Sous-projet 3 (Dietschy / N.N.)

Les usages du stade – Cultures, circulations et consommation urbaines

Responsable: Paul Dietschy
Doctorant.e: N.N.

Le thème des usages du stade a pour objet les équipements sportifs (vélodrome, stade de football, de rugby ou omnisports, palais des sports) pouvant accueillir un public d’au moins 10 000 spectateurs et spectatrices. Il veut autant envisager ces édifices dans leurs moments d’animation maximale, jours de match et de compétition sportive, que dans leurs utilisations quotidiennes. Il s’agit ici de penser dans une perspective comparée et croisée entre Allemagne, France et quelques autres exemples choisis en Europe et dans le reste du monde, la manière dont cet équipement s’est inséré dans l’espace urbain où il a été édifié. Il s’agit donc de construire, à partir de l’objet stade, une histoire culturelle, économique et urbaine. Pour ce faire, les sources historiques disponibles sont variées et abondantes: archives publiques, notamment municipales, archives sportives (clubs, fédérations), archives d’entreprise (banques, sociétés industrielles), presse généraliste et spécialisée. Le projet veut aussi mobiliser des sources qui ont été très peu utilisées en France, les archives de l’Assistance publique. Elles proposent notamment des informations inédites sur l’assistance au stade et les revenus que les compétitions génèrent.

La problématique sera donc centrée autour de la place et du rôle des équipements sportifs dans des villes en expansion, soumises aussi aux destructions des guerres et aux plans de restructuration et de réorganisation de leur espace. On voudra donc, à partir de la mise en scène du spectacle sportif, de son amont et de son aval, envisager la manière dont, historiquement, l’espace de stade s’insère dans la vie économique, les circulations, l’identité urbaines. Comment, après la cathédrale, l’hôtel de ville, le marché, le théâtre, les magasins, la gare, il devient un lieu polarisant ou non l’espace urbain, lieu d’animation notamment commerciale (magasins, bars, restaurants) ou aussi de répulsion, masses de béton fréquentées pendant toute la semaine ou s’animant seulement le temps d’un week-end.

Pour ce faire, l’équipe du sous-projet commencera par établir une cartographie de ces équipements en Allemagne et en France et dans une sélection de pays voisins (Autriche, Belgique, Espagne, Italie). On établira alors une sélection d’édifices aux caractéristiques communes (taille de la ville, sport, niveau de compétition, etc.) dans les pays susnommés et, éventuellement, en Argentine, Brésil, Uruguay.

Les recherches porteront sur les points suivants:

On cherchera d’abord à établir une généalogie des édifices sportifs en réalisant l’étude du projet du stade et de ses réaménagements et de retrouver les origines des projets de construction qu’ils soient privés ou municipaux, oscillant entre desseins sportifs et commerciaux (ex.
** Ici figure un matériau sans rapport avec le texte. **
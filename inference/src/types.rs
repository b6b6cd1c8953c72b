// types.rs — Tensor property data model
//
// DataType, Dim, Shape and TensorProperties: the unit of inference output,
// attached to one (node, output slot). Lattice operations over these types
// live in lattice.rs.
//
// Rendering: "<dtype>: ?" for unknown rank, "<dtype>: [d0,d1,...]" otherwise,
// with -1 for each unknown dimension.

use std::fmt;
use std::str::FromStr;

use serde::{Deserialize, Serialize};
use thiserror::Error;

// ── Parse errors ────────────────────────────────────────────────────────────

#[derive(Debug, Clone, PartialEq, Eq, Error)]
pub enum TypeParseError {
    #[error("unknown data type '{0}'")]
    UnknownDataType(String),
    #[error("invalid shape '{0}'")]
    InvalidShape(String),
    #[error("invalid dimension {0} (expected -1 or a non-negative size)")]
    InvalidDim(i64),
    #[error("invalid tensor properties '{0}' (expected '<dtype>: <shape>')")]
    InvalidProperties(String),
}

// ── Element types ───────────────────────────────────────────────────────────

/// Tensor element types.
#[derive(Debug, Clone, Copy, PartialEq, Eq, Hash, PartialOrd, Ord)]
pub enum ElementType {
    Float,
    Double,
    Half,
    BFloat16,
    Int8,
    Int16,
    Int32,
    Int64,
    UInt8,
    UInt16,
    UInt32,
    UInt64,
    Bool,
    String,
    Complex64,
    Complex128,
    Resource,
    Variant,
}

impl ElementType {
    pub const ALL: [ElementType; 18] = [
        ElementType::Float,
        ElementType::Double,
        ElementType::Half,
        ElementType::BFloat16,
        ElementType::Int8,
        ElementType::Int16,
        ElementType::Int32,
        ElementType::Int64,
        ElementType::UInt8,
        ElementType::UInt16,
        ElementType::UInt32,
        ElementType::UInt64,
        ElementType::Bool,
        ElementType::String,
        ElementType::Complex64,
        ElementType::Complex128,
        ElementType::Resource,
        ElementType::Variant,
    ];

    pub fn name(self) -> &'static str {
        match self {
            ElementType::Float => "float",
            ElementType::Double => "double",
            ElementType::Half => "half",
            ElementType::BFloat16 => "bfloat16",
            ElementType::Int8 => "int8",
            ElementType::Int16 => "int16",
            ElementType::Int32 => "int32",
            ElementType::Int64 => "int64",
            ElementType::UInt8 => "uint8",
            ElementType::UInt16 => "uint16",
            ElementType::UInt32 => "uint32",
            ElementType::UInt64 => "uint64",
            ElementType::Bool => "bool",
            ElementType::String => "string",
            ElementType::Complex64 => "complex64",
            ElementType::Complex128 => "complex128",
            ElementType::Resource => "resource",
            ElementType::Variant => "variant",
        }
    }

    pub fn from_name(name: &str) -> Option<ElementType> {
        ElementType::ALL.iter().copied().find(|t| t.name() == name)
    }

    pub fn is_integer(self) -> bool {
        matches!(
            self,
            ElementType::Int8
                | ElementType::Int16
                | ElementType::Int32
                | ElementType::Int64
                | ElementType::UInt8
                | ElementType::UInt16
                | ElementType::UInt32
                | ElementType::UInt64
        )
    }
}

// ── DataType ─────────────────────────────────────────────────────────────────

/// Element type of a tensor slot, including the reference variants used by
/// mutable storage and the distinguished `Invalid` (unknown) value.
#[derive(Debug, Clone, Copy, PartialEq, Eq, Hash, Default, Serialize, Deserialize)]
#[serde(try_from = "String", into = "String")]
pub enum DataType {
    #[default]
    Invalid,
    Value(ElementType),
    Ref(ElementType),
}

impl DataType {
    pub const FLOAT: DataType = DataType::Value(ElementType::Float);
    pub const DOUBLE: DataType = DataType::Value(ElementType::Double);
    pub const INT32: DataType = DataType::Value(ElementType::Int32);
    pub const INT64: DataType = DataType::Value(ElementType::Int64);
    pub const BOOL: DataType = DataType::Value(ElementType::Bool);
    pub const STRING: DataType = DataType::Value(ElementType::String);
    pub const RESOURCE: DataType = DataType::Value(ElementType::Resource);

    pub fn is_valid(self) -> bool {
        self != DataType::Invalid
    }

    pub fn is_ref(self) -> bool {
        matches!(self, DataType::Ref(_))
    }

    pub fn element(self) -> Option<ElementType> {
        match self {
            DataType::Invalid => None,
            DataType::Value(t) | DataType::Ref(t) => Some(t),
        }
    }

    /// The reference variant of this type (`float` → `float_ref`).
    pub fn to_ref(self) -> DataType {
        match self {
            DataType::Value(t) => DataType::Ref(t),
            other => other,
        }
    }

    /// Strip the reference qualifier (`float_ref` → `float`).
    pub fn base(self) -> DataType {
        match self {
            DataType::Ref(t) => DataType::Value(t),
            other => other,
        }
    }
}

impl From<ElementType> for DataType {
    fn from(t: ElementType) -> Self {
        DataType::Value(t)
    }
}

impl fmt::Display for DataType {
    fn fmt(&self, f: &mut fmt::Formatter<'_>) -> fmt::Result {
        match self {
            DataType::Invalid => write!(f, "invalid"),
            DataType::Value(t) => write!(f, "{}", t.name()),
            DataType::Ref(t) => write!(f, "{}_ref", t.name()),
        }
    }
}

impl FromStr for DataType {
    type Err = TypeParseError;

    /// Accepts `float`, `float_ref`, `invalid`, and the `DT_FLOAT` /
    /// `DT_FLOAT_REF` spellings.
    fn from_str(s: &str) -> Result<Self, Self::Err> {
        let lowered = s.trim().to_ascii_lowercase();
        let name = lowered.strip_prefix("dt_").unwrap_or(&lowered);
        if name == "invalid" {
            return Ok(DataType::Invalid);
        }
        let (elem, is_ref) = match name.strip_suffix("_ref") {
            Some(base) => (base, true),
            None => (name, false),
        };
        let elem = ElementType::from_name(elem)
            .ok_or_else(|| TypeParseError::UnknownDataType(s.to_string()))?;
        Ok(if is_ref {
            DataType::Ref(elem)
        } else {
            DataType::Value(elem)
        })
    }
}

impl TryFrom<String> for DataType {
    type Error = TypeParseError;

    fn try_from(s: String) -> Result<Self, Self::Error> {
        s.parse()
    }
}

impl From<DataType> for String {
    fn from(dtype: DataType) -> Self {
        dtype.to_string()
    }
}

// ── Dimensions and shapes ───────────────────────────────────────────────────

/// One dimension of a ranked shape.
#[derive(Debug, Clone, Copy, PartialEq, Eq, Hash)]
pub enum Dim {
    Known(u64),
    /// Rendered as `-1`. Two unknown dims are never presumed equal.
    Unknown,
}

impl Dim {
    /// `-1` → `Unknown`, `n >= 0` → `Known(n)`, anything else → `None`.
    pub fn from_i64(v: i64) -> Option<Dim> {
        match v {
            -1 => Some(Dim::Unknown),
            n if n >= 0 => Some(Dim::Known(n as u64)),
            _ => None,
        }
    }

    pub fn as_i64(self) -> i64 {
        match self {
            Dim::Known(n) => n as i64,
            Dim::Unknown => -1,
        }
    }

    pub fn value(self) -> Option<u64> {
        match self {
            Dim::Known(n) => Some(n),
            Dim::Unknown => None,
        }
    }

    pub fn is_known(self) -> bool {
        matches!(self, Dim::Known(_))
    }
}

impl fmt::Display for Dim {
    fn fmt(&self, f: &mut fmt::Formatter<'_>) -> fmt::Result {
        write!(f, "{}", self.as_i64())
    }
}

/// A tensor shape: unknown rank, or an ordered list of dimensions
/// (empty for scalars).
#[derive(Debug, Clone, PartialEq, Eq, Hash, Default, Serialize, Deserialize)]
#[serde(try_from = "Option<Vec<i64>>", into = "Option<Vec<i64>>")]
pub enum Shape {
    #[default]
    UnknownRank,
    Ranked(Vec<Dim>),
}

impl Shape {
    pub fn scalar() -> Shape {
        Shape::Ranked(Vec::new())
    }

    /// Fully-known shape from concrete sizes.
    pub fn known(dims: &[u64]) -> Shape {
        Shape::Ranked(dims.iter().map(|&d| Dim::Known(d)).collect())
    }

    /// Known rank, every dimension unknown.
    pub fn unknown_dims(rank: usize) -> Shape {
        Shape::Ranked(vec![Dim::Unknown; rank])
    }

    /// Shape from the `-1`-for-unknown integer convention.
    pub fn from_i64s(dims: &[i64]) -> Result<Shape, TypeParseError> {
        dims.iter()
            .map(|&d| Dim::from_i64(d).ok_or(TypeParseError::InvalidDim(d)))
            .collect::<Result<Vec<_>, _>>()
            .map(Shape::Ranked)
    }

    pub fn rank(&self) -> Option<usize> {
        self.dims().map(|d| d.len())
    }

    pub fn dims(&self) -> Option<&[Dim]> {
        match self {
            Shape::UnknownRank => None,
            Shape::Ranked(dims) => Some(dims),
        }
    }

    pub fn dim(&self, index: usize) -> Option<Dim> {
        self.dims().and_then(|d| d.get(index).copied())
    }

    pub fn is_unknown_rank(&self) -> bool {
        matches!(self, Shape::UnknownRank)
    }

    pub fn is_fully_defined(&self) -> bool {
        self.dims().is_some_and(|d| d.iter().all(|x| x.is_known()))
    }

    /// Element count when every dimension is known.
    pub fn num_elements(&self) -> Option<u64> {
        let dims = self.dims()?;
        dims.iter()
            .try_fold(1u64, |acc, d| d.value().map(|v| acc.saturating_mul(v)))
    }

    pub fn to_i64s(&self) -> Option<Vec<i64>> {
        self.dims().map(|d| d.iter().map(|x| x.as_i64()).collect())
    }
}

impl fmt::Display for Shape {
    fn fmt(&self, f: &mut fmt::Formatter<'_>) -> fmt::Result {
        match self {
            Shape::UnknownRank => write!(f, "?"),
            Shape::Ranked(dims) => {
                write!(f, "[")?;
                for (i, d) in dims.iter().enumerate() {
                    if i > 0 {
                        write!(f, ",")?;
                    }
                    write!(f, "{}", d)?;
                }
                write!(f, "]")
            }
        }
    }
}

impl FromStr for Shape {
    type Err = TypeParseError;

    fn from_str(s: &str) -> Result<Self, Self::Err> {
        let trimmed = s.trim();
        if trimmed == "?" {
            return Ok(Shape::UnknownRank);
        }
        let inner = trimmed
            .strip_prefix('[')
            .and_then(|t| t.strip_suffix(']'))
            .ok_or_else(|| TypeParseError::InvalidShape(s.to_string()))?;
        if inner.trim().is_empty() {
            return Ok(Shape::scalar());
        }
        let dims = inner
            .split(',')
            .map(|part| {
                part.trim()
                    .parse::<i64>()
                    .map_err(|_| TypeParseError::InvalidShape(s.to_string()))
            })
            .collect::<Result<Vec<_>, _>>()?;
        Shape::from_i64s(&dims)
    }
}

impl TryFrom<Option<Vec<i64>>> for Shape {
    type Error = TypeParseError;

    fn try_from(dims: Option<Vec<i64>>) -> Result<Self, Self::Error> {
        match dims {
            None => Ok(Shape::UnknownRank),
            Some(dims) => Shape::from_i64s(&dims),
        }
    }
}

impl From<Shape> for Option<Vec<i64>> {
    fn from(shape: Shape) -> Self {
        shape.to_i64s()
    }
}

// ── TensorProperties ────────────────────────────────────────────────────────

/// Inferred (dtype, shape) of one output slot.
#[derive(Debug, Clone, PartialEq, Eq, Hash, Default, Serialize, Deserialize)]
pub struct TensorProperties {
    pub dtype: DataType,
    pub shape: Shape,
}

impl TensorProperties {
    pub fn new(dtype: DataType, shape: Shape) -> Self {
        TensorProperties { dtype, shape }
    }

    /// Fully unknown: invalid dtype, unknown rank.
    pub fn unknown() -> Self {
        TensorProperties::default()
    }

    /// Known dtype, unknown rank.
    pub fn of_type(dtype: DataType) -> Self {
        TensorProperties {
            dtype,
            shape: Shape::UnknownRank,
        }
    }
}

impl fmt::Display for TensorProperties {
    fn fmt(&self, f: &mut fmt::Formatter<'_>) -> fmt::Result {
        write!(f, "{}: {}", self.dtype, self.shape)
    }
}

impl FromStr for TensorProperties {
    type Err = TypeParseError;

    fn from_str(s: &str) -> Result<Self, Self::Err> {
        let (dtype, shape) = s
            .split_once(':')
            .ok_or_else(|| TypeParseError::InvalidProperties(s.to_string()))?;
        Ok(TensorProperties {
            dtype: dtype.parse()?,
            shape: shape.parse()?,
        })
    }
}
Campo Juventus à Turin en 1922) ou justifications hygiénistes et éducatives. Il s’agit également d’envisager la circulation des modèles en Europe (exemple des stades vélodromes de Bordeaux et de Marseille aux formes "italiennes"). La réception des stades dans la presse joue également un rôle important.

On voudra ensuite envisager la manière dont le stade s’intègre à l’espace urbain, périphéries peu aménagées, voire répulsives, zone d’expansion verte de la ville (exemple du Stade olympique de Berlin) et comment il se raccorde à ses réseaux de transport et à ses terminaisons (exemples du Stade de Wembley à Londres ou de la zone Porte d’Auteuil et de Saint-Cloud) au point de susciter des gares ou des stations de métro spéciales (Stade de France).

On s’intéressera évidemment aux usages de l’édifice le jour de spectacle sportif. À partir d’exemples variés (tournoi, compétition de six-jours, matchs de championnat et de coupe, rencontres internationales), on essayera de voir au plus près comment l’édifice s’anime et comment les spectateurs-supporters/spectatrices-supportrices se l’approprient. On sera attentif notamment à la transformation des usages (passage d’un stade olympique à un stade de football dans le cas de Munich de 1972 à 2006). Il s’agit, en quelque sorte, de modéliser la circulation et l’accueil de plusieurs dizaines de milliers de spectatrices et spectateurs (entrée, escalier, vomitorium, place assise ou debout, sanitaires). Après avoir quantifié les affluences par saison et type d’événement, on cherchera ainsi à déterminer l’identité du peuple des stades: s’agit-il longtemps d’une foule masculine, populaire, mêlant les âges, ou doit-on nuancer ce qui peut apparaître comme un poncif? Les manières d’être et d’appropriation du stade (spectateur/spectatrice, supporter/supportrice, ultra) seront également à étudier au sein de ce qui apparaît aussi comme une hiérarchisation du public des tribunes présidentielles aux virages populaires. La communication et ses évolutions entre l’organisation et le public seront aussi également envisagée (speaker/haut-parleurs, radiophonie, poste transistor, télévision, premiers écrans géants), de même que les publicités.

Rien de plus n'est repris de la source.